- [SUPPLIED ENTRIES]

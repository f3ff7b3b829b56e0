//! Policy evaluator contract and the built-in heuristic evaluator.

use std::time::Duration;

use async_trait::async_trait;
use thiserror::Error;

use warden_core::{Decision, GuardrailInput, HeuristicPolicy, PolicyPack};

/// Errors from policy evaluators.
#[derive(Error, Debug)]
pub enum EvaluatorError {
    #[error("Evaluator unavailable: {0}")]
    Unavailable(String),

    #[error("Evaluator timed out after {0:?}")]
    Timeout(Duration),

    #[error("Evaluation cancelled")]
    Cancelled,

    #[error("Internal evaluator error: {0}")]
    Internal(String),
}

/// Judges a request, and optionally the text generated for it.
///
/// # Call Contract
/// - Called at most twice per request, with the same `input` both times
/// - `generated_text` is `None` at the prompt stage and the trimmed
///   backend output at the response stage
/// - Failure is allowed; the gateway turns it into a fail-safe stop
#[async_trait]
pub trait PolicyEvaluator: Send + Sync {
    async fn evaluate(
        &self,
        input: &GuardrailInput,
        generated_text: Option<&str>,
    ) -> Result<Decision, EvaluatorError>;

    /// Evaluator name for logs and health output.
    fn name(&self) -> &str;
}

/// Deterministic evaluator backed by a [`PolicyPack`].
#[derive(Debug, Clone, Default)]
pub struct HeuristicEvaluator {
    policy: HeuristicPolicy,
}

impl HeuristicEvaluator {
    pub fn new(pack: PolicyPack) -> Self {
        Self {
            policy: HeuristicPolicy::new(pack),
        }
    }

    pub fn policy(&self) -> &HeuristicPolicy {
        &self.policy
    }
}

#[async_trait]
impl PolicyEvaluator for HeuristicEvaluator {
    async fn evaluate(
        &self,
        input: &GuardrailInput,
        generated_text: Option<&str>,
    ) -> Result<Decision, EvaluatorError> {
        Ok(self.policy.evaluate(input, generated_text))
    }

    fn name(&self) -> &str {
        "heuristic"
    }
}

- [WORK ORDER] Which lines of the records above contain the word "Result"? Copy each of them.

- [YOUR SOLUTION]
    ) -> Result<Decision, EvaluatorError>;
    ) -> Result<Decision, EvaluatorError> {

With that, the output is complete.